BEGIN SUPPLIED DATA

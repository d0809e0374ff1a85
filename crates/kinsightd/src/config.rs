use anyhow::{bail, Context, Result};
use kinsight_core::recognizer::ARCFACE_EMBEDDING_DIM;
use kinsight_core::ResolverConfig;
use serde::Deserialize;
use std::path::{Path, PathBuf};
use std::str::FromStr;
use std::time::Duration;

/// Daemon configuration: optional TOML file, then `KINSIGHT_*` environment overrides.
#[derive(Debug, Clone, Default, Deserialize)]
#[serde(default)]
pub struct Config {
    pub server: ServerConfig,
    pub detection: DetectionConfig,
    pub store: StoreConfig,
    pub matching: ResolverConfig,
}

#[derive(Debug, Clone, Deserialize)]
#[serde(default)]
pub struct ServerConfig {
    pub host: String,
    pub port: u16,
    pub log_level: String,
    /// Request body limit; base64 photos are large.
    pub max_body_bytes: usize,
}

#[derive(Debug, Clone, Copy, PartialEq, Eq, Deserialize)]
#[serde(rename_all = "lowercase")]
pub enum DetectionMode {
    /// Run SCRFD + ArcFace in-process.
    Local,
    /// Forward images to another daemon's `/detect`.
    Remote,
}

#[derive(Debug, Clone, Deserialize)]
#[serde(default)]
pub struct DetectionConfig {
    pub mode: DetectionMode,
    /// Directory containing det_10g.onnx and w600k_r50.onnx.
    pub model_dir: PathBuf,
    /// Base URL of the remote detection service.
    pub remote_url: String,
    pub timeout_secs: u64,
    pub health_timeout_secs: u64,
    /// Faces scoring below this are dropped before resolution.
    pub min_face_confidence: f32,
    pub intra_threads: usize,
    /// Load models at startup instead of on the first request.
    pub eager_warmup: bool,
}

#[derive(Debug, Clone, Copy, PartialEq, Eq, Deserialize)]
#[serde(rename_all = "lowercase")]
pub enum StoreBackend {
    Sqlite,
    Memory,
}

#[derive(Debug, Clone, Deserialize)]
#[serde(default)]
pub struct StoreConfig {
    pub backend: StoreBackend,
    pub db_path: PathBuf,
    pub timeout_secs: u64,
}

impl Default for ServerConfig {
    fn default() -> Self {
        Self {
            host: "0.0.0.0".into(),
            port: 8001,
            log_level: "info".into(),
            max_body_bytes: 16 * 1024 * 1024,
        }
    }
}

impl Default for DetectionConfig {
    fn default() -> Self {
        Self {
            mode: DetectionMode::Local,
            model_dir: kinsight_core::default_model_dir(),
            remote_url: "http://127.0.0.1:8002".into(),
            timeout_secs: 10,
            health_timeout_secs: 5,
            min_face_confidence: 0.6,
            intra_threads: 2,
            eager_warmup: true,
        }
    }
}

impl Default for StoreConfig {
    fn default() -> Self {
        Self {
            backend: StoreBackend::Sqlite,
            db_path: kinsight_core::data_home().join("kinsight").join("identities.db"),
            timeout_secs: 5,
        }
    }
}

impl FromStr for DetectionMode {
    type Err = String;

    fn from_str(s: &str) -> Result<Self, Self::Err> {
        match s.to_ascii_lowercase().as_str() {
            "local" => Ok(Self::Local),
            "remote" => Ok(Self::Remote),
            other => Err(format!("unknown detection mode {other:?}")),
        }
    }
}

impl FromStr for StoreBackend {
    type Err = String;

    fn from_str(s: &str) -> Result<Self, Self::Err> {
        match s.to_ascii_lowercase().as_str() {
            "sqlite" => Ok(Self::Sqlite),
            "memory" => Ok(Self::Memory),
            other => Err(format!("unknown store backend {other:?}")),
        }
    }
}

impl DetectionConfig {
    pub fn timeout(&self) -> Duration {
        Duration::from_secs(self.timeout_secs)
    }

    pub fn health_timeout(&self) -> Duration {
        Duration::from_secs(self.health_timeout_secs)
    }
}

impl StoreConfig {
    pub fn timeout(&self) -> Duration {
        Duration::from_secs(self.timeout_secs)
    }
}

/// `$KINSIGHT_CONFIG`, else `$XDG_CONFIG_HOME/kinsight/config.toml`.
pub fn default_config_path() -> PathBuf {
    if let Ok(path) = std::env::var("KINSIGHT_CONFIG") {
        return PathBuf::from(path);
    }
    std::env::var("XDG_CONFIG_HOME")
        .map(PathBuf::from)
        .unwrap_or_else(|_| {
            let home = std::env::var("HOME").unwrap_or_else(|_| "/tmp".to_string());
            PathBuf::from(home).join(".config")
        })
        .join("kinsight")
        .join("config.toml")
}

impl Config {
    pub fn load() -> Result<Self> {
        Self::load_from(default_config_path())
    }

    /// Load from a specific path (missing file means defaults), apply env
    /// overrides, then validate.
    pub fn load_from(path: impl AsRef<Path>) -> Result<Self> {
        let path = path.as_ref();
        let mut config = if path.exists() {
            let contents = std::fs::read_to_string(path)
                .with_context(|| format!("failed to read config file {}", path.display()))?;
            toml::from_str(&contents).context("failed to parse config TOML")?
        } else {
            Config::default()
        };
        config.apply_overrides(|key| std::env::var(key).ok());
        config.validate()?;
        Ok(config)
    }

    /// Apply `KINSIGHT_*` overrides read through `lookup`.
    fn apply_overrides(&mut self, lookup: impl Fn(&str) -> Option<String>) {
        if let Some(v) = lookup("KINSIGHT_HOST") {
            self.server.host = v;
        }
        if let Some(v) = parse_override(&lookup, "KINSIGHT_PORT") {
            self.server.port = v;
        }
        if let Some(v) = lookup("KINSIGHT_LOG_LEVEL") {
            self.server.log_level = v;
        }
        if let Some(v) = lookup("KINSIGHT_MODEL_DIR") {
            self.detection.model_dir = PathBuf::from(v);
        }
        if let Some(v) = parse_override(&lookup, "KINSIGHT_DETECTION_MODE") {
            self.detection.mode = v;
        }
        if let Some(v) = lookup("KINSIGHT_DETECTION_URL") {
            self.detection.remote_url = v;
        }
        if let Some(v) = parse_override(&lookup, "KINSIGHT_MIN_FACE_CONFIDENCE") {
            self.detection.min_face_confidence = v;
        }
        if let Some(v) = parse_override(&lookup, "KINSIGHT_STORE_BACKEND") {
            self.store.backend = v;
        }
        if let Some(v) = lookup("KINSIGHT_DB_PATH") {
            self.store.db_path = PathBuf::from(v);
        }
        if let Some(v) = parse_override(&lookup, "KINSIGHT_SIMILARITY_THRESHOLD") {
            self.matching.similarity_threshold = v;
        }
    }

    /// Reject settings the matcher and the stores cannot agree on.
    pub fn validate(&self) -> Result<()> {
        let threshold = self.matching.similarity_threshold;
        if !threshold.is_finite() || !(-1.0..=1.0).contains(&threshold) {
            bail!("matching.similarity_threshold must be within [-1, 1], got {threshold}");
        }
        let gate = self.detection.min_face_confidence;
        if !(0.0..=1.0).contains(&gate) {
            bail!("detection.min_face_confidence must be within [0, 1], got {gate}");
        }
        let dim = self.matching.descriptor_dim;
        if dim == 0 {
            bail!("matching.descriptor_dim must be greater than 0");
        }
        if self.detection.mode == DetectionMode::Local && dim != ARCFACE_EMBEDDING_DIM {
            bail!("matching.descriptor_dim must be {ARCFACE_EMBEDDING_DIM} with local detection, got {dim}");
        }
        Ok(())
    }

    pub fn bind_addr(&self) -> String {
        format!("{}:{}", self.server.host, self.server.port)
    }
}

/// Parse an override, ignoring (with a warning) values that do not parse.
fn parse_override<T: FromStr>(lookup: &impl Fn(&str) -> Option<String>, key: &str) -> Option<T> {
    let raw = lookup(key)?;
    match raw.parse() {
        Ok(v) => Some(v),
        Err(_) => {
            tracing::warn!(key, value = %raw, "ignoring unparsable environment override");
            None
        }
    }
}
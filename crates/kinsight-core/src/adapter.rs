//! Detection adapter: encoded image bytes in, one descriptor per face out.

use crate::detector::{DetectorError, FaceDetector};
use crate::frame::{Frame, FrameError};
use crate::recognizer::{FaceRecognizer, RecognizerError};
use crate::types::FaceDescriptor;
use std::path::{Path, PathBuf};
use thiserror::Error;

#[derive(Error, Debug)]
pub enum DetectError {
    #[error("invalid image: {0}")]
    InvalidImage(#[from] FrameError),
    #[error("detector: {0}")]
    Detector(#[from] DetectorError),
    #[error("recognizer: {0}")]
    Recognizer(#[from] RecognizerError),
}

/// Turns images into face descriptors.
///
/// `warm_up` loads whatever the adapter needs and must be idempotent.
/// `detect` validates the input before warming up lazily, so bad bytes are
/// always `InvalidImage`. It returns faces in the detector's natural order
/// and an empty vector when the image holds no face.
pub trait DetectionAdapter: Send {
    fn warm_up(&mut self) -> Result<(), DetectError>;

    fn is_warm(&self) -> bool;

    fn detect(&mut self, image: &[u8]) -> Result<Vec<FaceDescriptor>, DetectError>;
}

/// Model file locations for the ONNX adapter.
#[derive(Debug, Clone)]
pub struct ModelPaths {
    pub scrfd: PathBuf,
    pub arcface: PathBuf,
}

impl ModelPaths {
    /// Standard insightface file names inside `dir`.
    pub fn in_dir(dir: &Path) -> Self {
        Self {
            scrfd: dir.join("det_10g.onnx"),
            arcface: dir.join("w600k_r50.onnx"),
        }
    }
}

struct Pipeline {
    detector: FaceDetector,
    recognizer: FaceRecognizer,
}

impl Pipeline {
    fn load(paths: &ModelPaths, intra_threads: usize) -> Result<Self, DetectError> {
        Ok(Self {
            detector: FaceDetector::load(&paths.scrfd.to_string_lossy(), intra_threads)?,
            recognizer: FaceRecognizer::load(&paths.arcface.to_string_lossy(), intra_threads)?,
        })
    }
}

/// SCRFD + ArcFace adapter. Sessions are created on the first `warm_up`.
pub struct OnnxAdapter {
    paths: ModelPaths,
    intra_threads: usize,
    pipeline: Option<Pipeline>,
}

impl OnnxAdapter {
    pub fn new(paths: ModelPaths, intra_threads: usize) -> Self {
        Self {
            paths,
            intra_threads: intra_threads.max(1),
            pipeline: None,
        }
    }

    /// Loaded sessions, creating them on first use.
    fn pipeline(&mut self) -> Result<&mut Pipeline, DetectError> {
        match self.pipeline {
            Some(ref mut pipeline) => Ok(pipeline),
            None => {
                let loaded = Pipeline::load(&self.paths, self.intra_threads)?;
                tracing::info!("ONNX detection pipeline ready");
                Ok(self.pipeline.insert(loaded))
            }
        }
    }
}

impl DetectionAdapter for OnnxAdapter {
    fn warm_up(&mut self) -> Result<(), DetectError> {
        self.pipeline().map(|_| ())
    }

    fn is_warm(&self) -> bool {
        self.pipeline.is_some()
    }

    fn detect(&mut self, image: &[u8]) -> Result<Vec<FaceDescriptor>, DetectError> {
        let frame = Frame::decode(image)?;
        let pipeline = self.pipeline()?;

        let boxes = pipeline.detector.detect(&frame)?;
        let mut faces = Vec::with_capacity(boxes.len());
        for region in boxes {
            match pipeline.recognizer.extract(&frame, &region) {
                Ok(embedding) => faces.push(FaceDescriptor {
                    embedding,
                    confidence: region.confidence,
                    region,
                }),
                Err(RecognizerError::NoLandmarks) => {
                    tracing::warn!(confidence = region.confidence, "face without landmarks skipped");
                }
                Err(e) => return Err(e.into()),
            }
        }

        tracing::debug!(
            width = frame.width(),
            height = frame.height(),
            faces = faces.len(),
            "image described"
        );
        Ok(faces)
    }
}
use anyhow::{Context, Result};
use kinsight_core::{IdentityStore, MemoryStore, ModelPaths, OnnxAdapter, Resolver};
use std::sync::Arc;
use tracing_subscriber::EnvFilter;

mod api;
mod config;
mod detection;
mod engine;
mod routes;
mod service;
mod store;
#[cfg(test)]
mod testing;

use config::{Config, DetectionMode, StoreBackend};
use detection::{DetectionBackend, RemoteDetector};
use service::IdentifyService;

#[tokio::main]
async fn main() -> Result<()> {
    let config = Config::load()?;

    // RUST_LOG wins over the configured level.
    let filter = EnvFilter::try_from_default_env().unwrap_or_else(|_| EnvFilter::new(&config.server.log_level));
    tracing_subscriber::fmt().with_env_filter(filter).init();

    tracing::info!(version = env!("CARGO_PKG_VERSION"), "kinsightd starting");

    let (store, store_backend): (Arc<dyn IdentityStore>, &'static str) = match config.store.backend {
        StoreBackend::Sqlite => (Arc::new(store::SqliteStore::open(&config.store.db_path)?), "sqlite"),
        StoreBackend::Memory => {
            tracing::warn!("using in-memory identity store; identities are lost on restart");
            (Arc::new(MemoryStore::new()), "memory")
        }
    };

    let detection = match config.detection.mode {
        DetectionMode::Local => {
            let paths = ModelPaths::in_dir(&config.detection.model_dir);
            tracing::info!(
                scrfd = %paths.scrfd.display(),
                arcface = %paths.arcface.display(),
                "local detection"
            );
            let adapter = OnnxAdapter::new(paths, config.detection.intra_threads);
            let engine = engine::spawn_engine(Box::new(adapter))?;
            if config.detection.eager_warmup {
                engine.warm_up().await.context("failed to load detection models")?;
            }
            DetectionBackend::local(engine, config.detection.timeout())
        }
        DetectionMode::Remote => {
            tracing::info!(url = %config.detection.remote_url, "remote detection");
            let remote = RemoteDetector::new(
                &config.detection.remote_url,
                config.detection.timeout(),
                config.detection.health_timeout(),
            )?;
            if let Err(e) = remote.health().await {
                tracing::warn!(error = %e, "detection service not reachable yet");
            }
            DetectionBackend::Remote(remote)
        }
    };

    tracing::info!(
        threshold = config.matching.similarity_threshold,
        descriptor_dim = config.matching.descriptor_dim,
        min_face_confidence = config.detection.min_face_confidence,
        "identity resolver configured"
    );
    let service = IdentifyService::new(
        detection,
        store,
        store_backend,
        Resolver::new(config.matching.clone()),
        config.detection.min_face_confidence,
        config.store.timeout(),
    );

    let app = routes::router(service, config.server.max_body_bytes);
    let bind_addr = config.bind_addr();
    let listener = tokio::net::TcpListener::bind(&bind_addr)
        .await
        .with_context(|| format!("failed to bind {bind_addr}"))?;

    tracing::info!(addr = %bind_addr, "kinsightd ready");

    axum::serve(listener, app)
        .with_graceful_shutdown(async {
            let _ = tokio::signal::ctrl_c().await;
            tracing::info!("kinsightd shutting down");
        })
        .await?;

    Ok(())
}
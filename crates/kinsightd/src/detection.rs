//! Where faces get detected: the local engine thread or a remote daemon.

use crate::api::{DetectRequest, DetectResponse, DetectionHealth};
use crate::engine::{EngineError, EngineHandle};
use kinsight_core::{decode_payload, DetectError, FaceDescriptor};
use std::time::Duration;
use thiserror::Error;

#[derive(Error, Debug)]
pub enum DetectionError {
    #[error("invalid image: {0}")]
    InvalidImage(String),
    #[error("detection unavailable: {0}")]
    Unavailable(String),
}

impl From<EngineError> for DetectionError {
    fn from(e: EngineError) -> Self {
        match e {
            EngineError::Detect(DetectError::InvalidImage(inner)) => Self::InvalidImage(inner.to_string()),
            other => Self::Unavailable(other.to_string()),
        }
    }
}

pub enum DetectionBackend {
    Local { engine: EngineHandle, timeout: Duration },
    Remote(RemoteDetector),
}

impl DetectionBackend {
    pub fn local(engine: EngineHandle, timeout: Duration) -> Self {
        Self::Local { engine, timeout }
    }

    pub fn mode(&self) -> &'static str {
        match self {
            Self::Local { .. } => "local",
            Self::Remote(_) => "remote",
        }
    }

    /// Detect faces in a base64 (or data URL) payload.
    pub async fn detect(&self, payload: &str) -> Result<Vec<FaceDescriptor>, DetectionError> {
        match self {
            Self::Local { engine, timeout } => {
                let image = decode_payload(payload).map_err(|e| DetectionError::InvalidImage(e.to_string()))?;
                match tokio::time::timeout(*timeout, engine.detect(image)).await {
                    Ok(result) => Ok(result?),
                    Err(_) => Err(DetectionError::Unavailable(format!(
                        "local detection timed out after {}ms",
                        timeout.as_millis()
                    ))),
                }
            }
            Self::Remote(remote) => remote.detect(payload).await,
        }
    }

    pub async fn health(&self) -> DetectionHealth {
        match self {
            Self::Local { engine, timeout } => match tokio::time::timeout(*timeout, engine.status()).await {
                Ok(Ok(status)) => DetectionHealth {
                    mode: self.mode().into(),
                    ready: true,
                    models_loaded: Some(status.warm),
                    processed: Some(status.processed),
                    detail: None,
                },
                Ok(Err(e)) => unhealthy(self.mode(), e.to_string()),
                Err(_) => unhealthy(self.mode(), "engine did not answer in time".into()),
            },
            Self::Remote(remote) => match remote.health().await {
                Ok(()) => DetectionHealth {
                    mode: self.mode().into(),
                    ready: true,
                    models_loaded: None,
                    processed: None,
                    detail: Some(remote.base_url.clone()),
                },
                Err(e) => unhealthy(self.mode(), e.to_string()),
            },
        }
    }
}

fn unhealthy(mode: &str, detail: String) -> DetectionHealth {
    DetectionHealth {
        mode: mode.into(),
        ready: false,
        models_loaded: None,
        processed: None,
        detail: Some(detail),
    }
}

/// HTTP client for another daemon's `/detect` endpoint.
pub struct RemoteDetector {
    client: reqwest::Client,
    base_url: String,
    health_timeout: Duration,
}

impl RemoteDetector {
    pub fn new(base_url: &str, timeout: Duration, health_timeout: Duration) -> Result<Self, DetectionError> {
        let client = reqwest::Client::builder()
            .timeout(timeout)
            .build()
            .map_err(|e| DetectionError::Unavailable(format!("failed to build HTTP client: {e}")))?;
        Ok(Self {
            client,
            base_url: base_url.trim_end_matches('/').to_string(),
            health_timeout,
        })
    }

    pub async fn detect(&self, payload: &str) -> Result<Vec<FaceDescriptor>, DetectionError> {
        let url = format!("{}/detect", self.base_url);
        let body = DetectRequest {
            image_data: Some(payload.to_string()),
        };

        let response = self.client.post(&url).json(&body).send().await.map_err(|e| {
            tracing::warn!(url = %url, error = %e, "remote detection request failed");
            DetectionError::Unavailable(format!("remote detection request failed: {e}"))
        })?;

        let status = response.status();
        let parsed: DetectResponse = response.json().await.map_err(|e| {
            tracing::warn!(url = %url, %status, error = %e, "remote detection returned an unreadable body");
            DetectionError::Unavailable(format!("unreadable response from detection service ({status})"))
        })?;

        if parsed.success {
            tracing::debug!(url = %url, faces = parsed.faces.len(), "remote detection done");
            return Ok(parsed.faces);
        }
        match parsed.error.as_deref() {
            Some("InvalidImage") => Err(DetectionError::InvalidImage(parsed.message)),
            _ => Err(DetectionError::Unavailable(format!(
                "detection service answered {status}: {}",
                parsed.message
            ))),
        }
    }

    pub async fn health(&self) -> Result<(), DetectionError> {
        let url = format!("{}/health", self.base_url);
        let response = self
            .client
            .get(&url)
            .timeout(self.health_timeout)
            .send()
            .await
            .map_err(|e| DetectionError::Unavailable(format!("health check failed: {e}")))?;
        if response.status().is_success() {
            Ok(())
        } else {
            Err(DetectionError::Unavailable(format!(
                "health check answered {}",
                response.status()
            )))
        }
    }
}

END SUPPLIED DATA

WHAT THE TASK ASKS » Look over the records. Copy the lines that include the word "client".

PROBLEM SOLUTION »
/// HTTP client for another daemon's `/detect` endpoint.
    client: reqwest::Client,
        let client = reqwest::Client::builder()
            .map_err(|e| DetectionError::Unavailable(format!("failed to build HTTP client: {e}")))?;
            client,
        let response = self.client.post(&url).json(&body).send().await.map_err(|e| {
            .client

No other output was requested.